Task: From first line to last, give the material again unchanged.
######
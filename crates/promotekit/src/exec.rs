//! Running external tools inside a workspace.
//!
//! The [`Executor`] trait is the seam between the promotion logic and the
//! processes it drives, allowing:
//! - Real execution via [`ProcessExecutor`]
//! - Recording fakes for testing state transitions in isolation

use crate::error::{Error, Result};
use crate::workspace::Workspace;
use std::fmt;
use std::path::{Path, PathBuf};
use std::process::{Command, Stdio};

/// A command line plus the directory to run it in.
#[derive(Debug, Clone, PartialEq, Eq)]
pub struct CommandSpec {
    /// Executable name or path.
    pub program: String,
    /// Arguments, in order.
    pub args: Vec<String>,
    /// Working directory; the workspace root when unset.
    pub cwd: Option<PathBuf>,
}

impl CommandSpec {
    /// Start a command for `program`.
    pub fn new(program: impl Into<String>) -> Self {
        Self {
            program: program.into(),
            args: Vec::new(),
            cwd: None,
        }
    }

    /// Append one argument.
    pub fn arg(mut self, arg: impl Into<String>) -> Self {
        self.args.push(arg.into());
        self
    }

    /// Append several arguments.
    pub fn args<I, S>(mut self, args: I) -> Self
    where
        I: IntoIterator<Item = S>,
        S: Into<String>,
    {
        self.args.extend(args.into_iter().map(Into::into));
        self
    }

    /// Run in `dir` instead of the workspace root.
    pub fn current_dir(mut self, dir: impl Into<PathBuf>) -> Self {
        self.cwd = Some(dir.into());
        self
    }

    /// Whether the arguments start with the given words.
    pub fn starts_with(&self, words: &[&str]) -> bool {
        self.args.len() >= words.len() && self.args.iter().zip(words).all(|(a, w)| a == w)
    }
}

impl fmt::Display for CommandSpec {
    fn fmt(&self, f: &mut fmt::Formatter<'_>) -> fmt::Result {
        f.write_str(&self.program)?;
        for arg in &self.args {
            if arg.is_empty() || arg.contains(char::is_whitespace) {
                write!(f, " {arg:?}")?;
            } else {
                write!(f, " {arg}")?;
            }
        }
        Ok(())
    }
}

/// What a finished command produced.
#[derive(Debug, Clone, Default, PartialEq, Eq)]
pub struct CommandOutput {
    /// Exit code; `None` if the process was killed by a signal.
    pub exit_code: Option<i32>,
    /// Raw standard output.
    pub stdout: Vec<u8>,
    /// Raw standard error.
    pub stderr: Vec<u8>,
}

impl CommandOutput {
    /// A successful run with the given stdout.
    pub fn success(stdout: impl Into<Vec<u8>>) -> Self {
        Self {
            exit_code: Some(0),
            stdout: stdout.into(),
            stderr: Vec::new(),
        }
    }

    /// A failed run with the given exit code and stderr.
    pub fn failure(exit_code: i32, stderr: impl Into<Vec<u8>>) -> Self {
        Self {
            exit_code: Some(exit_code),
            stdout: Vec::new(),
            stderr: stderr.into(),
        }
    }

    /// Whether the command exited with status 0.
    pub fn is_success(&self) -> bool {
        self.exit_code == Some(0)
    }

    /// Stdout followed by stderr, lossily decoded.
    pub fn combined(&self) -> String {
        let mut text = String::from_utf8_lossy(&self.stdout).into_owned();
        text.push_str(&String::from_utf8_lossy(&self.stderr));
        text
    }

    /// Trimmed stdout, lossily decoded.
    pub fn stdout_str(&self) -> String {
        String::from_utf8_lossy(&self.stdout).trim().to_string()
    }

    /// Turn a non-zero exit into [`Error::Command`].
    pub fn check(self, spec: &CommandSpec) -> Result<Self> {
        if self.is_success() {
            return Ok(self);
        }
        Err(Error::Command {
            command: spec.to_string(),
            exit_code: self.exit_code,
            output: self.combined(),
        })
    }
}

/// Runs commands with the workspace as their home directory.
pub trait Executor: Send + Sync {
    /// Run to completion and return the raw outcome.
    ///
    /// A non-zero exit is not an error at this level; callers decide which
    /// exit codes are meaningful. Failing to start the process is.
    fn run(&self, spec: &CommandSpec, workspace: &Workspace) -> Result<CommandOutput>;

    /// Run and fail on any non-zero exit.
    fn run_checked(&self, spec: &CommandSpec, workspace: &Workspace) -> Result<CommandOutput> {
        self.run(spec, workspace)?.check(spec)
    }
}

/// Executor that spawns real processes.
#[derive(Debug, Clone, Copy, Default)]
pub struct ProcessExecutor;

impl ProcessExecutor {
    /// Create a new process executor.
    pub fn new() -> Self {
        Self
    }
}

impl Executor for ProcessExecutor {
    fn run(&self, spec: &CommandSpec, workspace: &Workspace) -> Result<CommandOutput> {
        let cwd: &Path = spec.cwd.as_deref().unwrap_or_else(|| workspace.root());

        log::debug!("running `{}` in {}", spec, cwd.display());

        let output = Command::new(&spec.program)
            .args(&spec.args)
            .current_dir(cwd)
            .envs(workspace.env())
            .stdin(Stdio::null())
            .output()
            .map_err(|e| Error::Command {
                command: spec.to_string(),
                exit_code: None,
                output: format!("failed to execute {}: {}", spec.program, e),
            })?;

        let result = CommandOutput {
            exit_code: output.status.code(),
            stdout: output.stdout,
            stderr: output.stderr,
        };

        if !result.stderr.is_empty() {
            log::trace!("`{}`: {}", spec.program, String::from_utf8_lossy(&result.stderr).trim());
        }

        Ok(result)
    }
}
######
Written response:
filename crates/promotekit/src/exec.rs
//! Running external tools inside a workspace.
//!
//! The [`Executor`] trait is the seam between the promotion logic and the
//! processes it drives, allowing:
//! - Real execution via [`ProcessExecutor`]
//! - Recording fakes for testing state transitions in isolation

use crate::error::{Error, Result};
use crate::workspace::Workspace;
use std::fmt;
use std::path::{Path, PathBuf};
use std::process::{Command, Stdio};

/// A command line plus the directory to run it in.
#[derive(Debug, Clone, PartialEq, Eq)]
pub struct CommandSpec {
    /// Executable name or path.
    pub program: String,
    /// Arguments, in order.
    pub args: Vec<String>,
    /// Working directory; the workspace root when unset.
    pub cwd: Option<PathBuf>,
}

impl CommandSpec {
    /// Start a command for `program`.
    pub fn new(program: impl Into<String>) -> Self {
        Self {
            program: program.into(),
            args: Vec::new(),
            cwd: None,
        }
    }

    /// Append one argument.
    pub fn arg(mut self, arg: impl Into<String>) -> Self {
        self.args.push(arg.into());
        self
    }

    /// Append several arguments.
    pub fn args<I, S>(mut self, args: I) -> Self
    where
        I: IntoIterator<Item = S>,
        S: Into<String>,
    {
        self.args.extend(args.into_iter().map(Into::into));
        self
    }

    /// Run in `dir` instead of the workspace root.
    pub fn current_dir(mut self, dir: impl Into<PathBuf>) -> Self {
        self.cwd = Some(dir.into());
        self
    }

    /// Whether the arguments start with the given words.
    pub fn starts_with(&self, words: &[&str]) -> bool {
        self.args.len() >= words.len() && self.args.iter().zip(words).all(|(a, w)| a == w)
    }
}

impl fmt::Display for CommandSpec {
    fn fmt(&self, f: &mut fmt::Formatter<'_>) -> fmt::Result {
        f.write_str(&self.program)?;
        for arg in &self.args {
            if arg.is_empty() || arg.contains(char::is_whitespace) {
                write!(f, " {arg:?}")?;
            } else {
                write!(f, " {arg}")?;
            }
        }
        Ok(())
    }
}

/// What a finished command produced.
#[derive(Debug, Clone, Default, PartialEq, Eq)]
pub struct CommandOutput {
    /// Exit code; `None` if the process was killed by a signal.
    pub exit_code: Option<i32>,
    /// Raw standard output.
    pub stdout: Vec<u8>,
    /// Raw standard error.
    pub stderr: Vec<u8>,
}

impl CommandOutput {
    /// A successful run with the given stdout.
    pub fn success(stdout: impl Into<Vec<u8>>) -> Self {
        Self {
            exit_code: Some(0),
            stdout: stdout.into(),
            stderr: Vec::new(),
        }
    }

    /// A failed run with the given exit code and stderr.
    pub fn failure(exit_code: i32, stderr: impl Into<Vec<u8>>) -> Self {
        Self {
            exit_code: Some(exit_code),
            stdout: Vec::new(),
            stderr: stderr.into(),
        }
    }

    /// Whether the command exited with status 0.
    pub fn is_success(&self) -> bool {
        self.exit_code == Some(0)
    }

    /// Stdout followed by stderr, lossily decoded.
    pub fn combined(&self) -> String {
        let mut text = String::from_utf8_lossy(&self.stdout).into_owned();
        text.push_str(&String::from_utf8_lossy(&self.stderr));
        text
    }

    /// Trimmed stdout, lossily decoded.
    pub fn stdout_str(&self) -> String {
        String::from_utf8_lossy(&self.stdout).trim().to_string()
    }

    /// Turn a non-zero exit into [`Error::Command`].
    pub fn check(self, spec: &CommandSpec) -> Result<Self> {
        if self.is_success() {
            return Ok(self);
        }
        Err(Error::Command {
            command: spec.to_string(),
            exit_code: self.exit_code,
            output: self.combined(),
        })
    }
}

/// Runs commands with the workspace as their home directory.
pub trait Executor: Send + Sync {
    /// Run to completion and return the raw outcome.
    ///
    /// A non-zero exit is not an error at this level; callers decide which
    /// exit codes are meaningful. Failing to start the process is.
    fn run(&self, spec: &CommandSpec, workspace: &Workspace) -> Result<CommandOutput>;

    /// Run and fail on any non-zero exit.
    fn run_checked(&self, spec: &CommandSpec, workspace: &Workspace) -> Result<CommandOutput> {
        self.run(spec, workspace)?.check(spec)
    }
}

/// Executor that spawns real processes.
#[derive(Debug, Clone, Copy, Default)]
pub struct ProcessExecutor;

impl ProcessExecutor {
    /// Create a new process executor.
    pub fn new() -> Self {
        Self
    }
}

impl Executor for ProcessExecutor {
    fn run(&self, spec: &CommandSpec, workspace: &Workspace) -> Result<CommandOutput> {
        let cwd: &Path = spec.cwd.as_deref().unwrap_or_else(|| workspace.root());

        log::debug!("running `{}` in {}", spec, cwd.display());

        let output = Command::new(&spec.program)
            .args(&spec.args)
            .current_dir(cwd)
            .envs(workspace.env())
            .stdin(Stdio::null())
            .output()
            .map_err(|e| Error::Command {
                command: spec.to_string(),
                exit_code: None,
                output: format!("failed to execute {}: {}", spec.program, e),
            })?;

        let result = CommandOutput {
            exit_code: output.status.code(),
            stdout: output.stdout,
            stderr: output.stderr,
        };

        if !result.stderr.is_empty() {
            log::trace!("`{}`: {}", spec.program, String::from_utf8_lossy(&result.stderr).trim());
        }

        Ok(result)
    }
}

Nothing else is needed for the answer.